What is expected:
Whenever a line contains the string "AtomicBool", copy it out of the entries.

[Saved entries]
══════

//! Mock HTTP transport for testing.

use std::sync::Mutex;

use async_trait::async_trait;

use crate::error::{SesError, SesResult};
use crate::http::{HttpRequest, HttpResponse, HttpTransport};

/// Mock HTTP response.
#[derive(Debug, Clone)]
pub struct MockResponse {
    /// HTTP status code.
    pub status: u16,
    /// Response headers.
    pub headers: Vec<(String, String)>,
    /// Response body.
    pub body: Vec<u8>,
}

impl MockResponse {
    /// Create a successful response with body.
    pub fn ok_with_body(body: impl Into<Vec<u8>>) -> Self {
        Self::error(200, body)
    }

    /// Create a response with an arbitrary status.
    pub fn error(status: u16, body: impl Into<Vec<u8>>) -> Self {
        Self {
            status,
            headers: Vec::new(),
            body: body.into(),
        }
    }

    /// Add a header to the response.
    pub fn with_header(mut self, key: impl Into<String>, value: impl Into<String>) -> Self {
        self.headers.push((key.into(), value.into()));
        self
    }
}

impl From<MockResponse> for HttpResponse {
    fn from(mock: MockResponse) -> Self {
        HttpResponse {
            status: mock.status,
            headers: mock.headers,
            body: mock.body,
        }
    }
}

/// Mock HTTP transport for testing.
///
/// Queued responses are returned in order. Once the queue is empty the
/// default response, if any, is returned for every further request.
#[derive(Debug, Default)]
pub struct MockTransport {
    responses: Mutex<Vec<MockResponse>>,
    requests: Mutex<Vec<HttpRequest>>,
    default_response: Option<MockResponse>,
}

impl MockTransport {
    /// Create a new mock transport with no responses.
    pub fn new() -> Self {
        Self::default()
    }

    /// Create a mock transport with queued responses.
    pub fn with_responses(responses: Vec<MockResponse>) -> Self {
        Self {
            responses: Mutex::new(responses),
            ..Self::default()
        }
    }

    /// Create a mock transport with a default response.
    pub fn with_default(response: MockResponse) -> Self {
        Self {
            default_response: Some(response),
            ..Self::default()
        }
    }

    /// Queue a response to return.
    pub fn queue_response(&self, response: MockResponse) {
        self.responses.lock().unwrap().push(response);
    }

    /// Get all recorded requests.
    pub fn requests(&self) -> Vec<HttpRequest> {
        self.requests.lock().unwrap().clone()
    }

    /// Get the number of requests made.
    pub fn request_count(&self) -> usize {
        self.requests.lock().unwrap().len()
    }

    /// Get the last request made.
    pub fn last_request(&self) -> Option<HttpRequest> {
        self.requests.lock().unwrap().last().cloned()
    }
}

#[async_trait]
impl HttpTransport for MockTransport {
    async fn send(&self, request: HttpRequest) -> SesResult<HttpResponse> {
        self.requests.lock().unwrap().push(request);

        let response = {
            let mut responses = self.responses.lock().unwrap();
            if responses.is_empty() {
                self.default_response.clone()
            } else {
                Some(responses.remove(0))
            }
        };

        response.map(HttpResponse::from).ok_or_else(|| SesError::Transport {
            message: "No mock response available".to_string(),
            source: None,
            retryable: false,
        })
    }
}
//! SortService unit tests.

#[cfg(test)]
pub(crate) mod tests {
    use std::sync::atomic::{AtomicBool, AtomicUsize, Ordering};
    use std::time::Duration;

    use async_trait::async_trait;

    use currency_rates::RateCache;
    use itineraries_types::domain::{CurrencyCode, Itinerary, Price, RateTable};
    use itineraries_types::error::{AppError, ProviderError, SortError};
    use itineraries_types::ports::RateProvider;

    use crate::registry::SortRegistry;
    use crate::service::SortService;

    /// Scripted rate source for testing the service layer.
    /// Serves USD=1, EUR=0.8, GBP=0.5 unless switched into failure mode.
    pub struct StaticRates {
        calls: AtomicUsize,
        fail: AtomicBool,
    }

    impl StaticRates {
        pub fn new() -> Self {
            Self {
                calls: AtomicUsize::new(0),
                fail: AtomicBool::new(false),
            }
        }

        pub fn failing() -> Self {
            let rates = Self::new();
            rates.fail.store(true, Ordering::SeqCst);
            rates
        }

        fn calls(&self) -> usize {
            self.calls.load(Ordering::SeqCst)
        }
    }

    #[async_trait]
    impl RateProvider for StaticRates {
        fn name(&self) -> &'static str {
            "StaticRates"
        }

        async fn fetch_rates(&self, base: &CurrencyCode) -> Result<RateTable, ProviderError> {
            self.calls.fetch_add(1, Ordering::SeqCst);
            if self.fail.load(Ordering::SeqCst) {
                return Err(ProviderError::new(self.name(), "simulated timeout"));
            }
            let mut rates = RateTable::new();
            rates.insert(base.clone(), 1.0);
            rates.insert(code("EUR"), 0.8);
            rates.insert(code("GBP"), 0.5);
            Ok(rates)
        }
    }

    fn code(s: &str) -> CurrencyCode {
        CurrencyCode::new(s).unwrap()
    }

    fn itinerary(id: &str, duration_minutes: u32, amount: i64, currency: &str) -> Itinerary {
        Itinerary {
            id: id.to_string(),
            duration_minutes,
            price: Price {
                amount,
                currency: code(currency),
            },
        }
    }

    fn service_with(provider: StaticRates) -> SortService<StaticRates> {
        SortService::new(
            SortRegistry::with_builtins().unwrap(),
            RateCache::new(provider, Duration::from_secs(86_400)),
            code("USD"),
        )
    }

    fn service() -> SortService<StaticRates> {
        service_with(StaticRates::new())
    }

    fn ids(itineraries: &[Itinerary]) -> Vec<&str> {
        itineraries.iter().map(|i| i.id.as_str()).collect()
    }

    /// All permutations of `items`, Heap's algorithm.
    fn permutations<T: Clone>(items: &[T]) -> Vec<Vec<T>> {
        fn generate<T: Clone>(k: usize, items: &mut Vec<T>, out: &mut Vec<Vec<T>>) {
            if k <= 1 {
                out.push(items.clone());
                return;
            }
            for i in 0..k {
                generate(k - 1, items, out);
                if k % 2 == 0 {
                    items.swap(i, k - 1);
                } else {
                    items.swap(0, k - 1);
                }
            }
        }
        let mut items = items.to_vec();
        let mut out = Vec::new();
        generate(items.len(), &mut items, &mut out);
        out
    }

    /// Sorts every permutation of `sorted` and expects `sorted` back.
    /// Fixtures use rates (1.0, 0.8, 0.5) and amounts with exact binary
    /// representations, so key equality needs no epsilon; ties are avoided
    /// by construction.
    async fn assert_sorts_to(algorithm: &str, sorted: Vec<Itinerary>) {
        let service = service();
        for case in permutations(&sorted) {
            let result = service.sort(algorithm, case.clone()).await.unwrap();
            assert_eq!(ids(&result), ids(&sorted), "input order {:?}", ids(&case));
        }
    }

    #[tokio::test]
    async fn test_fastest_orders_by_duration() {
        let service = service();
        let result = service
            .sort(
                "fastest",
                vec![itinerary("A", 10, 100, "USD"), itinerary("B", 5, 100, "USD")],
            )
            .await
            .unwrap();

        assert_eq!(ids(&result), vec!["B", "A"]);
    }

    #[tokio::test]
    async fn test_cheapest_converts_into_base_currency() {
        // A: 100 / 1.0 = 100, B: 100 / 0.8 = 125 -> A first
        let service = service();
        let result = service
            .sort(
                "cheapest",
                vec![
                    itinerary("A", 1, 100, "USD"),
                    itinerary("B", 1, 100, "EUR"),
                ],
            )
            .await
            .unwrap();

        assert_eq!(ids(&result), vec!["A", "B"]);
    }

    #[tokio::test]
    async fn test_cheapest_full_ordering() {
        // Keys: 1, 1.25, 2, 3
        assert_sorts_to(
            "cheapest",
            vec![
                itinerary("1", 1, 1, "USD"),
                itinerary("4", 2, 1, "EUR"),
                itinerary("2", 2, 2, "USD"),
                itinerary("3", 1, 3, "USD"),
            ],
        )
        .await;
    }

    #[tokio::test]
    async fn test_best_weighs_price_by_duration() {
        // Keys: 1*1=1, (1/0.8)*2=2.5, 3*1=3, 2*2=4
        assert_sorts_to(
            "best",
            vec![
                itinerary("1", 1, 1, "USD"),
                itinerary("4", 2, 1, "EUR"),
                itinerary("3", 1, 3, "USD"),
                itinerary("2", 2, 2, "USD"),
            ],
        )
        .await;
    }

    #[tokio::test]
    async fn test_fastest_full_ordering() {
        assert_sorts_to(
            "fastest",
            vec![
                itinerary("1", 5, 1, "USD"),
                itinerary("2", 10, 1, "USD"),
                itinerary("3", 20, 1, "USD"),
            ],
        )
        .await;
    }

    #[tokio::test]
    async fn test_output_is_a_permutation_of_input() {
        let service = service();
        let input = vec![
            itinerary("x", 7, 300, "GBP"),
            itinerary("y", 7, 120, "EUR"),
            itinerary("z", 3, 90, "USD"),
        ];

        for algorithm in ["fastest", "cheapest", "best"] {
            let result = service.sort(algorithm, input.clone()).await.unwrap();
            assert_eq!(result.len(), input.len());

            let mut expected = ids(&input);
            let mut actual = ids(&result);
            expected.sort_unstable();
            actual.sort_unstable();
            assert_eq!(actual, expected, "algorithm {algorithm}");
        }
    }

    #[tokio::test]
    async fn test_sorting_sorted_input_is_idempotent() {
        let service = service();
        let input = vec![
            itinerary("1", 1, 50, "USD"),
            itinerary("2", 2, 60, "USD"),
            itinerary("3", 3, 70, "USD"),
        ];

        let once = service.sort("best", input).await.unwrap();
        let twice = service.sort("best", once.clone()).await.unwrap();
        assert_eq!(once, twice);
    }

    #[tokio::test]
    async fn test_equal_keys_keep_input_order() {
        let service = service();
        let input = vec![
            itinerary("first", 5, 10, "USD"),
            itinerary("second", 5, 20, "USD"),
            itinerary("third", 5, 30, "USD"),
        ];

        // All three share duration 5; the stable sort must not reorder them
        let result = service.sort("fastest", input.clone()).await.unwrap();
        assert_eq!(ids(&result), ids(&input));
    }

    #[tokio::test]
    async fn test_empty_input_returns_empty_output() {
        let service = service();
        for algorithm in ["fastest", "cheapest", "best"] {
            let result = service.sort(algorithm, vec![]).await.unwrap();
            assert!(result.is_empty());
        }
    }

    #[tokio::test]
    async fn test_unknown_algorithm_is_rejected() {
        let service = service();
        let result = service.sort("not_a_real_algo", vec![]).await;

        assert!(matches!(
            result,
            Err(AppError::Sort(SortError::UnknownAlgorithm(name))) if name == "not_a_real_algo"
        ));
    }

    #[tokio::test]
    async fn test_unknown_currency_fails_the_whole_batch() {
        let service = service();
        let result = service
            .sort(
                "cheapest",
                vec![
                    itinerary("ok", 1, 100, "USD"),
                    itinerary("bad", 1, 100, "JPY"),
                ],
            )
            .await;

        assert!(matches!(
            result,
            Err(AppError::Sort(SortError::UnknownCurrency(c))) if c.as_str() == "JPY"
        ));
    }

    #[tokio::test]
    async fn test_provider_failure_only_breaks_rate_dependent_sorts() {
        let service = service_with(StaticRates::failing());
        let input = vec![itinerary("A", 10, 100, "USD"), itinerary("B", 5, 100, "USD")];

        let cheapest = service.sort("cheapest", input.clone()).await;
        assert!(matches!(cheapest, Err(AppError::RatesUnavailable(_))));

        // No rate dependency, so the same input still sorts
        let fastest = service.sort("fastest", input).await.unwrap();
        assert_eq!(ids(&fastest), vec!["B", "A"]);
    }

    #[tokio::test]
    async fn test_rates_are_fetched_even_for_empty_input() {
        let service = service_with(StaticRates::failing());

        // The rate dependency is declared by the algorithm, not by the
        // payload, so an empty batch still surfaces the outage
        let result = service.sort("cheapest", vec![]).await;
        assert!(matches!(result, Err(AppError::RatesUnavailable(_))));
    }

    #[tokio::test]
    async fn test_snapshot_is_reused_across_requests() {
        let service = service();
        let input = vec![itinerary("A", 1, 100, "EUR")];

        service.sort("cheapest", input.clone()).await.unwrap();
        service.sort("best", input).await.unwrap();

        assert_eq!(service.rates().provider().calls(), 1);
    }

    #[tokio::test]
    async fn test_algorithms_lists_registered_names() {
        let service = service();
        assert_eq!(service.algorithms(), vec!["fastest", "cheapest", "best"]);
    }
}
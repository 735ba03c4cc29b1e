//! # Itineraries Application
//!
//! Binary that wires together all the components:
//! - Load configuration from environment
//! - Initialize the rate provider and cache
//! - Build the sort registry and service
//! - Start the HTTP server

mod config;

use tracing_subscriber::{layer::SubscriberExt, util::SubscriberInitExt};

use currency_rates::{ExchangeRateApi, RateCache, RatesConfig};
use itineraries_hex::{SortRegistry, SortService, inbound::HttpServer};

#[tokio::main]
async fn main() -> anyhow::Result<()> {
    // Load environment variables
    dotenvy::dotenv().ok();

    // Initialize tracing subscriber with JSON output
    tracing_subscriber::registry()
        .with(
            tracing_subscriber::EnvFilter::try_from_default_env()
                .unwrap_or_else(|_| "info,itineraries_app=debug,itineraries_hex=debug".into()),
        )
        .with(tracing_subscriber::fmt::layer().json())
        .init();

    // Load configuration
    let config = config::Config::from_env()?;

    tracing::info!("Starting itineraries server on port {}", config.port);
    tracing::info!("Using rate provider: {}", config.exchange_rate_api_url);

    // Build the rate subsystem
    let rates_config = RatesConfig::new(&config.exchange_rate_api_url)
        .with_cache_ttl(config.currency_cache_ttl)
        .with_request_timeout(config.exchange_rate_api_timeout);
    let provider = ExchangeRateApi::new(&rates_config)?;
    let cache = RateCache::new(provider, rates_config.cache_ttl);

    // Register the sort algorithms; a name conflict here is a programming
    // error and aborts startup
    let registry = SortRegistry::with_builtins()?;

    // Create the sort service
    let service = SortService::new(registry, cache, config.base_currency);

    // Create and run the HTTP server
    let server = HttpServer::new(service);
    let addr = format!("0.0.0.0:{}", config.port);

    server.run(&addr).await?;

    Ok(())
}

══════

Written answer:
    use std::sync::atomic::{AtomicBool, AtomicUsize, Ordering};
        fail: AtomicBool,
                fail: AtomicBool::new(false),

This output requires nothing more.